The criss-cross Lucknowi life

Syed M. Rizwan

The history of the city of Lucknow is so intensively comprehensive that each locality carries many a story of the bygone days, which evoke nothing but amazement and nostalgia. It is common knowledge that during the rule of the Avadh Sultanate, Chowk Bazaar was the foremost market in Lucknow where almost every need of daily life was readily met. This place was also the epicenter of affability, accord, savoir-faire, literary pursuits and achievements. After the usurpation of the Nawabs and advent of British supremacy the focus of attention for development shifted to Hazratganj, which became the upmarket for the British gentry.

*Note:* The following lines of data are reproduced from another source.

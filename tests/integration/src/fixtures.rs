//! Request and response shapes used by the integration tests

use serde::{Deserialize, Serialize};

// ============================================================================
// Requests
// ============================================================================

#[derive(Debug, Serialize)]
pub struct RegisterRequest {
    pub handle: String,
    pub email: String,
    pub password: String,
}

impl RegisterRequest {
    pub fn new(handle: &str) -> Self {
        Self {
            handle: handle.to_string(),
            email: format!("{handle}@example.com"),
            password: "Password123".to_string(),
        }
    }
}

#[derive(Debug, Serialize)]
pub struct LoginRequest {
    pub handle: String,
    pub password: String,
}

#[derive(Debug, Serialize)]
pub struct CreateInviteRequest {
    pub student_id: String,
    pub student_name: String,
}

impl CreateInviteRequest {
    pub fn new(student_id: &str, student_name: &str) -> Self {
        Self {
            student_id: student_id.to_string(),
            student_name: student_name.to_string(),
        }
    }
}

#[derive(Debug, Serialize)]
pub struct ImportRequest {
    pub text: String,
}

#[derive(Debug, Default, Serialize)]
pub struct UpdateSettingsRequest {
    #[serde(skip_serializing_if = "Option::is_none")]
    pub student_id: Option<String>,
    #[serde(skip_serializing_if = "Option::is_none")]
    pub student_name: Option<String>,
    #[serde(skip_serializing_if = "Option::is_none")]
    pub is_school_student: Option<bool>,
}

// ============================================================================
// Responses
// ============================================================================

#[derive(Debug, Deserialize)]
pub struct CurrentUserResponse {
    pub id: i64,
    pub handle: String,
    pub privileges: u64,
    pub is_school_student: bool,
    pub is_bound: bool,
}

#[derive(Debug, Deserialize)]
pub struct AuthResponse {
    pub access_token: String,
    pub token_type: String,
    pub user: CurrentUserResponse,
}

#[derive(Debug, Deserialize)]
pub struct InviteResponse {
    pub code: String,
    pub student_id: String,
    pub student_name: String,
    pub used: bool,
    pub used_by: Option<i64>,
}

#[derive(Debug, Deserialize)]
pub struct UserSummary {
    pub id: i64,
    pub handle: String,
}

#[derive(Debug, Deserialize)]
pub struct InviteRowResponse {
    #[serde(flatten)]
    pub invite: InviteResponse,
    pub used_by_user: Option<UserSummary>,
}

#[derive(Debug, Deserialize)]
pub struct ManageInvitesResponse {
    pub invites: Vec<InviteRowResponse>,
    pub page: u32,
    pub page_count: u32,
    pub total: u64,
}

#[derive(Debug, Deserialize)]
pub struct ImportLineResult {
    pub student_id: String,
    pub student_name: String,
    pub success: bool,
    pub code: Option<String>,
}

#[derive(Debug, Deserialize)]
pub struct ImportResponse {
    pub results: Vec<ImportLineResult>,
    pub succeeded: usize,
    pub failed: usize,
}

#[derive(Debug, Deserialize)]
pub struct RedeemConfirmResponse {
    pub code: String,
    pub student_id: String,
    pub student_name: String,
    pub can_redeem: bool,
}

#[derive(Debug, Deserialize)]
pub struct BindInfo {
    pub student_id: String,
    pub student_name: String,
    pub is_bound: bool,
}

#[derive(Debug, Deserialize)]
pub struct UserDetailResponse {
    pub id: i64,
    pub handle: String,
    pub is_school_student: bool,
    pub bind: Option<BindInfo>,
}

#[derive(Debug, Deserialize)]
pub struct AccountSettingsResponse {
    pub user_id: i64,
    pub student_id: String,
    pub student_name: String,
    pub is_school_student: bool,
}

#[derive(Debug, Deserialize)]
pub struct ScoreboardUserCell {
    pub user_id: i64,
    pub handle: String,
    pub display_name: Option<String>,
}

#[derive(Debug, Deserialize)]
pub struct ScoreboardRow {
    pub rank: u32,
    pub user: ScoreboardUserCell,
    pub score: i64,
}

#[derive(Debug, Deserialize)]
pub struct ScoreboardResponse {
    pub contest_id: i64,
    pub rows: Vec<ScoreboardRow>,
}

#[derive(Debug, Deserialize)]
pub struct BindingRequiredResponse {
    pub binding_required: bool,
    pub user: CurrentUserResponse,
}
#[tokio::test]
async fn test_redeem_twice_is_refused() {
    let server = TestServer::start().await.expect("Failed to start server");
    let (_, first) = server.user("first", true).await.unwrap();
    let (_, second) = server.user("second", true).await.unwrap();
    server.seed_invite(StudentInvite::new(
        "onceonly".to_string(),
        "S001".to_string(),
        "Alice".to_string(),
    ));

    let response = server
        .post_empty("/user-bind/onceonly", Some(&first))
        .await
        .unwrap();
    assert_redirect(&response, "/").unwrap();

    let response = server
        .post_empty("/user-bind/onceonly", Some(&second))
        .await
        .unwrap();
    assert_error(response, StatusCode::FORBIDDEN, "INVITE_ALREADY_USED")
        .await
        .unwrap();

    // The loser is still gated
    let gated = server.get_auth("/", &second).await.unwrap();
    assert_redirect(&gated, "/user-bind/check").unwrap();
}

#[tokio::test]
async fn test_redeem_when_already_bound() {
    let server = TestServer::start().await.expect("Failed to start server");
    let (_, token) = server.user("pupil", true).await.unwrap();
    for code in ["first", "second"] {
        server.seed_invite(StudentInvite::new(
            code.to_string(),
            format!("S-{code}"),
            "Alice".to_string(),
        ));
    }

    let response = server.post_empty("/user-bind/first", Some(&token)).await.unwrap();
    assert_redirect(&response, "/").unwrap();

    let response = server.get_auth("/user-bind/second", &token).await.unwrap();
    assert_error(response, StatusCode::FORBIDDEN, "ALREADY_BOUND")
        .await
        .unwrap();
    let response = server.post_empty("/user-bind/second", Some(&token)).await.unwrap();
    assert_error(response, StatusCode::FORBIDDEN, "ALREADY_BOUND")
        .await
        .unwrap();
}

Around the same time, the genesis of another market was laid by the local inhabitants at the outskirts of the city, which came to be known as Aminabad.

Aminabad Park

Till the middle of the 19th century the area on the south-western outskirts of the town was known as Masarratganj while some others called it Sikandarabad, being in consonance with the name of Sikandar Shikoh, son of Shah Alam II. In 1722 the Mughal Emperor appointed Saadat Khan Burhan-ul Mulk as the Subedar or Governor of Agra and Avadh province. Burhan-ul Mulk’s real name was Mir Syed Mohammad Amin. After the death of Sikandar Shikoh his wife became custodian of the property in Masarratganj and she sold it for Rs.28000/- to Nawab Imdad Husain Khan Aminuddaulah, who was the Prime Minister of Nawab Amjad Ali Shah. Aminuddaulah was a visionary and he took upon the task of metamorphosing this area into a developed zone. Over the following years concrete houses, shops and parks replaced the thatched huts and ramshackle shelters in the open fields. With the names of two Amins connected to it Masarratganj or Sikandarbad may have started mutating to Aminabad during this period.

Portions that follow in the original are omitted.